Online sales of sensitive personal and professional information from cryptocurrency industry gatherings pose serious privacy and phishing concerns. These data sets, billed as “marketing and promotion tools,” include important information that scammers and malicious actors may exploit.
Typically, the data includes full names, phone numbers, job titles, firms, and social media links. In certain situations, it includes ticket purchase information, operating system versions, social media follower counts, cryptocurrency wallet addresses, and even messages sent to event organizers.
Recently, a seller published copies of these lists, purportedly compiled from numerous crypto events held in Southeast Asia and India in the fall of 2024. The overlap in data from numerous events shows that such attendee information is available through an established international commerce network.
One significant example is a list of 1,700 attendees from a November 2024 blockchain conference in Malta, which was first priced at $4,000 but eventually reduced to $650. The seller asserted the exclusivity and insider knowledge of this data, suggesting they would use the proceeds to purchase additional lists from future events.

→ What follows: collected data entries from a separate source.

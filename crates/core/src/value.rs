//! Typed cell values and their CQL literal form
//!
//! `CqlValue` is what a row cursor yields per cell. [`CqlValue::to_cql_literal`]
//! is the value codec: it turns a cell into the literal text that, spliced into
//! an INSERT or UPDATE, writes the same value back. Top-level nulls have no
//! literal (`None`); the encoder leaves such columns out.
//!
//! ## Literal conventions
//!
//! - Strings, timestamps, dates, times and inets are single-quoted
//! - Blobs are `0x`-prefixed lowercase hex
//! - Non-finite floats are `NaN`, `Infinity`, `-Infinity`
//! - Nulls nested inside tuples or UDTs are written `null`

use std::fmt::Write as _;
use std::net::IpAddr;

use chrono::{DateTime, Duration, NaiveDate, NaiveTime};
use uuid::Uuid;

use crate::cql::{quote_identifier, quote_string};

/// Day number of 1970-01-01 in the CQL `date` encoding (unsigned, centered at 2^31)
pub const DATE_EPOCH_OFFSET: u32 = 1 << 31;

/// A decoded cell value
#[derive(Debug, Clone, PartialEq)]
pub enum CqlValue {
    /// Absent value
    Null,
    /// `ascii`
    Ascii(String),
    /// `text` / `varchar`
    Text(String),
    /// `bigint`
    BigInt(i64),
    /// `counter`
    Counter(i64),
    /// `int`
    Int(i32),
    /// `smallint`
    SmallInt(i16),
    /// `tinyint`
    TinyInt(i8),
    /// `boolean`
    Boolean(bool),
    /// `double`
    Double(f64),
    /// `float`
    Float(f32),
    /// `blob`
    Blob(Vec<u8>),
    /// `uuid`
    Uuid(Uuid),
    /// `timeuuid`
    TimeUuid(Uuid),
    /// `timestamp`, milliseconds since the Unix epoch
    Timestamp(i64),
    /// `date`, days with the epoch at [`DATE_EPOCH_OFFSET`]
    Date(u32),
    /// `time`, nanoseconds since midnight
    Time(i64),
    /// `inet`
    Inet(IpAddr),
    /// `varint`, big-endian two's complement
    VarInt(Vec<u8>),
    /// `decimal`: unscaled big-endian two's complement value and scale
    Decimal {
        /// Power-of-ten scale (value = unscaled * 10^-scale)
        scale: i32,
        /// Unscaled value bytes
        unscaled: Vec<u8>,
    },
    /// `duration`
    Duration {
        /// Months
        months: i32,
        /// Days
        days: i32,
        /// Nanoseconds
        nanos: i64,
    },
    /// `list<T>`
    List(Vec<CqlValue>),
    /// `set<T>`
    Set(Vec<CqlValue>),
    /// `map<K, V>`, in stored order
    Map(Vec<(CqlValue, CqlValue)>),
    /// `tuple<...>`
    Tuple(Vec<CqlValue>),
    /// User-defined type value, fields in declaration order
    Udt(Vec<(String, CqlValue)>),
    /// Value of a custom marshal type, kept as raw bytes
    Custom(Vec<u8>),
}

impl CqlValue {
    /// Check if this is a null value
    pub fn is_null(&self) -> bool {
        matches!(self, CqlValue::Null)
    }

    /// Literal text for this value, `None` for null.
    pub fn to_cql_literal(&self) -> Option<String> {
        if self.is_null() {
            return None;
        }
        let mut out = String::new();
        self.write_literal(&mut out);
        Some(out)
    }

    fn write_literal(&self, out: &mut String) {
        match self {
            CqlValue::Null => out.push_str("null"),
            CqlValue::Ascii(s) | CqlValue::Text(s) => out.push_str(&quote_string(s)),
            CqlValue::BigInt(v) | CqlValue::Counter(v) => {
                let _ = write!(out, "{}", v);
            }
            CqlValue::Int(v) => {
                let _ = write!(out, "{}", v);
            }
            CqlValue::SmallInt(v) => {
                let _ = write!(out, "{}", v);
            }
            CqlValue::TinyInt(v) => {
                let _ = write!(out, "{}", v);
            }
            CqlValue::Boolean(v) => out.push_str(if *v { "true" } else { "false" }),
            CqlValue::Double(v) => out.push_str(&format_float(*v)),
            CqlValue::Float(v) => out.push_str(&format_float32(*v)),
            CqlValue::Blob(bytes) | CqlValue::Custom(bytes) => out.push_str(&format_blob(bytes)),
            CqlValue::Uuid(u) | CqlValue::TimeUuid(u) => {
                let _ = write!(out, "{}", u.hyphenated());
            }
            CqlValue::Timestamp(millis) => out.push_str(&format_timestamp(*millis)),
            CqlValue::Date(days) => out.push_str(&format_date(*days)),
            CqlValue::Time(nanos) => out.push_str(&format_time(*nanos)),
            CqlValue::Inet(addr) => out.push_str(&quote_string(&addr.to_string())),
            CqlValue::VarInt(bytes) => out.push_str(&varint_to_string(bytes)),
            CqlValue::Decimal { scale, unscaled } => {
                out.push_str(&format_decimal(*scale, unscaled))
            }
            CqlValue::Duration {
                months,
                days,
                nanos,
            } => out.push_str(&format_duration(*months, *days, *nanos)),
            CqlValue::List(items) => write_seq(out, '[', ']', items),
            CqlValue::Set(items) => write_seq(out, '{', '}', items),
            CqlValue::Tuple(items) => write_seq(out, '(', ')', items),
            CqlValue::Map(entries) => {
                out.push('{');
                for (i, (k, v)) in entries.iter().enumerate() {
                    if i > 0 {
                        out.push_str(", ");
                    }
                    k.write_literal(out);
                    out.push_str(": ");
                    v.write_literal(out);
                }
                out.push('}');
            }
            CqlValue::Udt(fields) => {
                out.push('{');
                for (i, (name, v)) in fields.iter().enumerate() {
                    if i > 0 {
                        out.push_str(", ");
                    }
                    out.push_str(&quote_identifier(name));
                    out.push_str(": ");
                    v.write_literal(out);
                }
                out.push('}');
            }
        }
    }
}

fn write_seq(out: &mut String, open: char, close: char, items: &[CqlValue]) {
    out.push(open);
    for (i, item) in items.iter().enumerate() {
        if i > 0 {
            out.push_str(", ");
        }
        item.write_literal(out);
    }
    out.push(close);
}

fn format_float(v: f64) -> String {
    if v.is_nan() {
        "NaN".to_string()
    } else if v.is_infinite() {
        if v > 0.0 {
            "Infinity".to_string()
        } else {
            "-Infinity".to_string()
        }
    } else {
        format!("{:?}", v)
    }
}

fn format_float32(v: f32) -> String {
    if v.is_finite() {
        format!("{:?}", v)
    } else {
        format_float(f64::from(v))
    }
}

/// `0x` followed by lowercase hex
pub fn format_blob(bytes: &[u8]) -> String {
    let mut out = String::with_capacity(2 + bytes.len() * 2);
    out.push_str("0x");
    for b in bytes {
        let _ = write!(out, "{:02x}", b);
    }
    out
}

/// Quoted ISO-8601 UTC with millisecond precision; bare millis when out of range
pub fn format_timestamp(millis: i64) -> String {
    match DateTime::from_timestamp_millis(millis) {
        Some(dt) => quote_string(&dt.format("%Y-%m-%dT%H:%M:%S%.3fZ").to_string()),
        None => millis.to_string(),
    }
}

/// Quoted `YYYY-MM-DD`; the raw day number when out of range
pub fn format_date(days: u32) -> String {
    let offset = i64::from(days) - i64::from(DATE_EPOCH_OFFSET);
    let epoch = NaiveDate::from_ymd_opt(1970, 1, 1);
    match epoch.and_then(|e| e.checked_add_signed(Duration::days(offset))) {
        Some(date) => quote_string(&date.format("%Y-%m-%d").to_string()),
        None => days.to_string(),
    }
}

/// Quoted `HH:MM:SS.nnnnnnnnn`
pub fn format_time(nanos: i64) -> String {
    let secs = nanos.div_euclid(1_000_000_000);
    let frac = nanos.rem_euclid(1_000_000_000);
    match u32::try_from(secs)
        .ok()
        .and_then(|s| NaiveTime::from_num_seconds_from_midnight_opt(s, frac as u32))
    {
        Some(t) => quote_string(&t.format("%H:%M:%S%.9f").to_string()),
        None => nanos.to_string(),
    }
}

/// CQL duration literal, e.g. `1mo2d3ns`
pub fn format_duration(months: i32, days: i32, nanos: i64) -> String {
    if months == 0 && days == 0 && nanos == 0 {
        return "0ns".to_string();
    }
    let negative = months < 0 || days < 0 || nanos < 0;
    let mut out = String::new();
    if negative {
        out.push('-');
    }
    if months != 0 {
        let _ = write!(out, "{}mo", months.unsigned_abs());
    }
    if days != 0 {
        let _ = write!(out, "{}d", days.unsigned_abs());
    }
    if nanos != 0 {
        let _ = write!(out, "{}ns", nanos.unsigned_abs());
    }
    out
}

/// Decimal digits of a big-endian two's complement integer
pub fn varint_to_string(bytes: &[u8]) -> String {
    if bytes.is_empty() {
        return "0".to_string();
    }
    let negative = bytes[0] & 0x80 != 0;
    let mut magnitude: Vec<u8> = bytes.to_vec();
    if negative {
        // two's complement negate: invert then add one
        for b in magnitude.iter_mut() {
            *b = !*b;
        }
        for b in magnitude.iter_mut().rev() {
            let (v, carry) = b.overflowing_add(1);
            *b = v;
            if !carry {
                break;
            }
        }
    }
    let mut digits = Vec::new();
    while magnitude.iter().any(|&b| b != 0) {
        let mut rem: u32 = 0;
        for b in magnitude.iter_mut() {
            let cur = (rem << 8) | u32::from(*b);
            *b = (cur / 10) as u8;
            rem = cur % 10;
        }
        digits.push(b'0' + rem as u8);
    }
    if digits.is_empty() {
        digits.push(b'0');
    }
    if negative {
        digits.push(b'-');
    }
    digits.reverse();
    String::from_utf8(digits).unwrap_or_default()
}

/// Minimal big-endian two's complement encoding of a decimal integer string
pub fn varint_from_str(text: &str) -> Option<Vec<u8>> {
    let text = text.trim();
    let (negative, digits) = match text.strip_prefix('-') {
        Some(rest) => (true, rest),
        None => (false, text.strip_prefix('+').unwrap_or(text)),
    };
    if digits.is_empty() || !digits.bytes().all(|b| b.is_ascii_digit()) {
        return None;
    }
    // little-endian magnitude while accumulating
    let mut mag: Vec<u8> = vec![0];
    for d in digits.bytes() {
        let mut carry = u32::from(d - b'0');
        for b in mag.iter_mut() {
            let cur = u32::from(*b) * 10 + carry;
            *b = (cur & 0xff) as u8;
            carry = cur >> 8;
        }
        while carry > 0 {
            mag.push((carry & 0xff) as u8);
            carry >>= 8;
        }
    }
    // room for the sign bit
    if mag.last().map_or(false, |b| b & 0x80 != 0) {
        mag.push(0);
    }
    if negative {
        for b in mag.iter_mut() {
            *b = !*b;
        }
        for b in mag.iter_mut() {
            let (v, carry) = b.overflowing_add(1);
            *b = v;
            if !carry {
                break;
            }
        }
    }
    mag.reverse();
    // trim redundant sign-extension bytes
    while mag.len() > 1
        && ((mag[0] == 0x00 && mag[1] & 0x80 == 0) || (mag[0] == 0xff && mag[1] & 0x80 != 0))
    {
        mag.remove(0);
    }
    Some(mag)
}

/// Plain decimal notation for `unscaled * 10^-scale`
pub fn format_decimal(scale: i32, unscaled: &[u8]) -> String {
    let digits = varint_to_string(unscaled);
    let (sign, digits) = match digits.strip_prefix('-') {
        Some(d) => ("-", d.to_string()),
        None => ("", digits),
    };
    if scale <= 0 {
        if scale == 0 || digits == "0" {
            return format!("{}{}", sign, digits);
        }
        return format!("{}{}E{}", sign, digits, -i64::from(scale));
    }
    let scale = scale as usize;
    if digits.len() > scale {
        let (int_part, frac) = digits.split_at(digits.len() - scale);
        format!("{}{}.{}", sign, int_part, frac)
    } else {
        format!("{}0.{}{}", sign, "0".repeat(scale - digits.len()), digits)
    }
}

The possible misuse of such information is concerning. Cybercriminals could use this information to launch phishing attacks, tricking people into clicking dangerous links or disclosing important information. Despite the seller’s assurances that the data is non-sensitive and intended for marketing, people and organizations still face significant risks.
This development highlights the importance of stricter data protection procedures at cryptocurrency events, as well as increased awareness among attendees about the security of their information.